## Work to complete:
Copy, from the data below, each line that has the word "HabError".

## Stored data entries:
>>

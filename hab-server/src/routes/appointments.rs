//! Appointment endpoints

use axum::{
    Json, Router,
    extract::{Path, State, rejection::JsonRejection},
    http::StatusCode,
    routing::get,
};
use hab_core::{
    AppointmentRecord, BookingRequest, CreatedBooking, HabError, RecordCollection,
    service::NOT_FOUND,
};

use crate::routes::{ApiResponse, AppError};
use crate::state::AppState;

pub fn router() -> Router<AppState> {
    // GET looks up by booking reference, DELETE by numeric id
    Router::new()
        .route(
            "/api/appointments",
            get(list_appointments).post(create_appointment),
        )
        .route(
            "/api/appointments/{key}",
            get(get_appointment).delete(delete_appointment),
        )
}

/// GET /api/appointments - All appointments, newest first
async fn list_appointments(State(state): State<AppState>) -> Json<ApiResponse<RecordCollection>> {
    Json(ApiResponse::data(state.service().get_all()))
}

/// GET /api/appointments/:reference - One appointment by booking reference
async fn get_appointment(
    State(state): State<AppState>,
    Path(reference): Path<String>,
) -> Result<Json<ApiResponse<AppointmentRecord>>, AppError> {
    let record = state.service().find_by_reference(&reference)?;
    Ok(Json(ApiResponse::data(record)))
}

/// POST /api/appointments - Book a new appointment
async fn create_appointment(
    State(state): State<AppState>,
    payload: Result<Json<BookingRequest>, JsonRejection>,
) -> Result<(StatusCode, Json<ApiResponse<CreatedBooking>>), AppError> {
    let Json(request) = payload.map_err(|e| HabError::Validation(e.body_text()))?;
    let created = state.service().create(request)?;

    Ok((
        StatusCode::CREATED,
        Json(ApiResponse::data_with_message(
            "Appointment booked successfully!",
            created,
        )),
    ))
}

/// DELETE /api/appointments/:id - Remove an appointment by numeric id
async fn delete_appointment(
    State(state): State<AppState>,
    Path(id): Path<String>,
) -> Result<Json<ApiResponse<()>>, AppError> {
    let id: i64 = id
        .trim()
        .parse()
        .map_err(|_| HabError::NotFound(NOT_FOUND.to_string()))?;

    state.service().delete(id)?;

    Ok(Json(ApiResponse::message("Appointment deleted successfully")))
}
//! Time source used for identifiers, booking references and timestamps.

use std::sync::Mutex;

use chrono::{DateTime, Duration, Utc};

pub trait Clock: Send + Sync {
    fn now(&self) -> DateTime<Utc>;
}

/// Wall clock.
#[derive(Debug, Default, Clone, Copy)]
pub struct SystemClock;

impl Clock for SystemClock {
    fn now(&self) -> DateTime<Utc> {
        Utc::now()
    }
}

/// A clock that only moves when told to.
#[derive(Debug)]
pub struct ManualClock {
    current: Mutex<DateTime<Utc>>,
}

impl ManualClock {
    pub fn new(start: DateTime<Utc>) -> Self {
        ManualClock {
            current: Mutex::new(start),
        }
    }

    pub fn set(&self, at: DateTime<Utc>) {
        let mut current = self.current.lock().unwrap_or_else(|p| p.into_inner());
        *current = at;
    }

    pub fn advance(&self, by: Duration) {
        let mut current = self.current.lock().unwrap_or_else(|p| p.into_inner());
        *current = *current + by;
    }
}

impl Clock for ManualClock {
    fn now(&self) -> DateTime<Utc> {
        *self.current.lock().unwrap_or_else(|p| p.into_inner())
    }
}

<<
>>

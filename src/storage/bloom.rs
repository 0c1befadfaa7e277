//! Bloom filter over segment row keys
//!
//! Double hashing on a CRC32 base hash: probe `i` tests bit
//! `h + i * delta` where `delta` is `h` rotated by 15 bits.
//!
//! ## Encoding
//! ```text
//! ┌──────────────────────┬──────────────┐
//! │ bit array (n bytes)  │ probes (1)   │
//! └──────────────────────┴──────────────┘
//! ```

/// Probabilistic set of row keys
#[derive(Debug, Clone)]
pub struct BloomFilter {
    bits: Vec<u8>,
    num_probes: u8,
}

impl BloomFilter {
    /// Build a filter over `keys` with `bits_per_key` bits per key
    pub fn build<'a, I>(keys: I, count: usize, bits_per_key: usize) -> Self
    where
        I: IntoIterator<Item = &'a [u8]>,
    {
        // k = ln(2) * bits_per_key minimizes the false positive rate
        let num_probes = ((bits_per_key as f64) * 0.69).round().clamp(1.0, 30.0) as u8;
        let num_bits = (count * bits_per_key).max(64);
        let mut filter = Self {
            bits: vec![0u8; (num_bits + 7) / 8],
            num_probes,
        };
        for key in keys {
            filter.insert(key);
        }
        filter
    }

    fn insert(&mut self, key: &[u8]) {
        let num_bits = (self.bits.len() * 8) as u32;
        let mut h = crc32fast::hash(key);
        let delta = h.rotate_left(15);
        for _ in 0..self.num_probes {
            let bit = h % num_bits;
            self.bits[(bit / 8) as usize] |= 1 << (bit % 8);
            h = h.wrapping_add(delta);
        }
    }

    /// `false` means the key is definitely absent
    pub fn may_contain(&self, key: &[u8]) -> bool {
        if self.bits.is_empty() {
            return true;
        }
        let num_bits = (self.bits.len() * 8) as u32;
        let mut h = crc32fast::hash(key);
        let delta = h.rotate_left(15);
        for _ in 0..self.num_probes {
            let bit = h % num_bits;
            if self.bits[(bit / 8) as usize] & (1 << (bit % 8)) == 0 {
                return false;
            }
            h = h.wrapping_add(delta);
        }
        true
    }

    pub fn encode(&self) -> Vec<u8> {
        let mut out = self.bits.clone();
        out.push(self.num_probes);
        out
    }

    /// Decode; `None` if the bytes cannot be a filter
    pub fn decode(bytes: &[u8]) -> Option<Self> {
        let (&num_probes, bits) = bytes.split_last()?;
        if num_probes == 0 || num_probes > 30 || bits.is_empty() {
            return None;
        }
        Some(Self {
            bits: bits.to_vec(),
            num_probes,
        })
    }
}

<<
>>

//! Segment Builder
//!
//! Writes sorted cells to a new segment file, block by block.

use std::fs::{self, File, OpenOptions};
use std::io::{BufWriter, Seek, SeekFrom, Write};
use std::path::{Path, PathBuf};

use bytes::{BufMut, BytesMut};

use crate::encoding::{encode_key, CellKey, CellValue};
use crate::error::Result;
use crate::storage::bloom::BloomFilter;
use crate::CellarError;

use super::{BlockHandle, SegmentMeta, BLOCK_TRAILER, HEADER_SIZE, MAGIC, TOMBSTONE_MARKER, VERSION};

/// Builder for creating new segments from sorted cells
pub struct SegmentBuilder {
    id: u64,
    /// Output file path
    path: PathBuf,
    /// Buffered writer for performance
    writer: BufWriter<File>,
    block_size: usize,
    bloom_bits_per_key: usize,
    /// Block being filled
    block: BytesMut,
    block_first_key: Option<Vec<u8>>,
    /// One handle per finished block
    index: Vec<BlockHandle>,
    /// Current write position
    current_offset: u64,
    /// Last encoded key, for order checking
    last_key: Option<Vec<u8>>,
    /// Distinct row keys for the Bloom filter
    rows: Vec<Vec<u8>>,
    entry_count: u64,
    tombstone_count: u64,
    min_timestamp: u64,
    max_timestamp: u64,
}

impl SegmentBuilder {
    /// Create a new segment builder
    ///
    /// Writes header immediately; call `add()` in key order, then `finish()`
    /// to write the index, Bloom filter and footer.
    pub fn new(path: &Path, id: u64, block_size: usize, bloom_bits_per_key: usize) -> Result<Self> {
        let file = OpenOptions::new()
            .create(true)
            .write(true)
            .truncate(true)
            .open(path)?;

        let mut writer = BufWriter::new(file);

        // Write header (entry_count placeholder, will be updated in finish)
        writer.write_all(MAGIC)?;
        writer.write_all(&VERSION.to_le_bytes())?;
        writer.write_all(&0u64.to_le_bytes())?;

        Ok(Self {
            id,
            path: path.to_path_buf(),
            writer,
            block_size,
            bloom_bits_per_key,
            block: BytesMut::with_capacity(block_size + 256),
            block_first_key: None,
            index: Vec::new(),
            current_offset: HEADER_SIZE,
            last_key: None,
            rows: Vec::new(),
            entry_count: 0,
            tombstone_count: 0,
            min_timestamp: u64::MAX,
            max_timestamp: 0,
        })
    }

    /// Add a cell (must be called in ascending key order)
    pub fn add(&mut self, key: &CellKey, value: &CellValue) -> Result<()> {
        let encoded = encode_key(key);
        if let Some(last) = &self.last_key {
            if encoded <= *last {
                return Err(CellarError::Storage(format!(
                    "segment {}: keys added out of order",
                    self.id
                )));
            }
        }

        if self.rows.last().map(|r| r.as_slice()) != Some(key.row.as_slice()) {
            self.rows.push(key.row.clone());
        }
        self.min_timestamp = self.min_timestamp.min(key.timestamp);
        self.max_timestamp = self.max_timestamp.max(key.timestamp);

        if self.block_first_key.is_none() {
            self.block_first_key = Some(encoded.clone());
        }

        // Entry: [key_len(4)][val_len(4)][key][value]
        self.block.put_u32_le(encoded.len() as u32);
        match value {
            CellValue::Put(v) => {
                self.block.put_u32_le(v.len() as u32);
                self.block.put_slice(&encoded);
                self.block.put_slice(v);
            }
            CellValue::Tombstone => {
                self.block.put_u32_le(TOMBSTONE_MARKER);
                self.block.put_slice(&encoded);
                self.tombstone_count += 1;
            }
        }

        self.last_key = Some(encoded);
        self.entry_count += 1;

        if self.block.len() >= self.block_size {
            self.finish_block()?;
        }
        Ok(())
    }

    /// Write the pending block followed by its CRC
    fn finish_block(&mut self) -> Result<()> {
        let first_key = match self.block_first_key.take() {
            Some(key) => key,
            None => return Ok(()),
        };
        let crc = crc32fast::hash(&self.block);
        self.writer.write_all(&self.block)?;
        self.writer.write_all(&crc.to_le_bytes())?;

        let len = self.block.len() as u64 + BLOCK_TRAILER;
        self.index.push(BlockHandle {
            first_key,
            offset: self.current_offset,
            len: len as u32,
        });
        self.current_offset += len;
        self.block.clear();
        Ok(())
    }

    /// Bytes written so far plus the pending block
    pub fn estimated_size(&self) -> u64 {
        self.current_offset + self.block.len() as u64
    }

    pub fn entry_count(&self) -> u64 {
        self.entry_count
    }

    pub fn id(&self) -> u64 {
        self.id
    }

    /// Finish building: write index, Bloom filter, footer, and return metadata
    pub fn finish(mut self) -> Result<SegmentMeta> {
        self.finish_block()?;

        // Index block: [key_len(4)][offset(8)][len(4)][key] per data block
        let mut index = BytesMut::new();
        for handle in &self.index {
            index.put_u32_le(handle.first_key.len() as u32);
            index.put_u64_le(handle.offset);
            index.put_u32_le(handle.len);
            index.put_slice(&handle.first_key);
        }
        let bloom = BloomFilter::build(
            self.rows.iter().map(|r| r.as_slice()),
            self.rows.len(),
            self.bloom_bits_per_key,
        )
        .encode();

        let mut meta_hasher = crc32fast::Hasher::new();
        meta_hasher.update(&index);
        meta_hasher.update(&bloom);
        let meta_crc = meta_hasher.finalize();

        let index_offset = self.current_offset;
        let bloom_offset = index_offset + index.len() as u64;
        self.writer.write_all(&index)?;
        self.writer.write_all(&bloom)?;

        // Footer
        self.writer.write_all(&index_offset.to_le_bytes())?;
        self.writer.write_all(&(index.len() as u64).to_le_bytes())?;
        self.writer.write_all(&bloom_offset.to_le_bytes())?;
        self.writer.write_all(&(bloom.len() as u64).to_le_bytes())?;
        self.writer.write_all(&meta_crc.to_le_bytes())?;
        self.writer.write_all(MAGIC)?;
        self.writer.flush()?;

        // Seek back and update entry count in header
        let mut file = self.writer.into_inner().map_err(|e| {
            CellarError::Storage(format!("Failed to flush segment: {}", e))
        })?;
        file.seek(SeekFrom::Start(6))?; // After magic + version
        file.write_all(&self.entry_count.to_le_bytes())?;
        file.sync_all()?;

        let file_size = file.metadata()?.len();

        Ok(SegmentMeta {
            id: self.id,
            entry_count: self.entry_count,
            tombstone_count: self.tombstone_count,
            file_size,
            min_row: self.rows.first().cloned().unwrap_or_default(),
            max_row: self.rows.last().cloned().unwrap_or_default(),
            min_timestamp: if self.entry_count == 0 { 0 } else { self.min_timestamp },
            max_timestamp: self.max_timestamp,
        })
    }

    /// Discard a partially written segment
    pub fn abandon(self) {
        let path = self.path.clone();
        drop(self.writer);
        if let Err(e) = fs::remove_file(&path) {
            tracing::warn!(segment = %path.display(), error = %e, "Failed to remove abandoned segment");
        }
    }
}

<<

## Answer area:
    AppointmentRecord, BookingRequest, CreatedBooking, HabError, RecordCollection,
    let Json(request) = payload.map_err(|e| HabError::Validation(e.body_text()))?;
        .map_err(|_| HabError::NotFound(NOT_FOUND.to_string()))?;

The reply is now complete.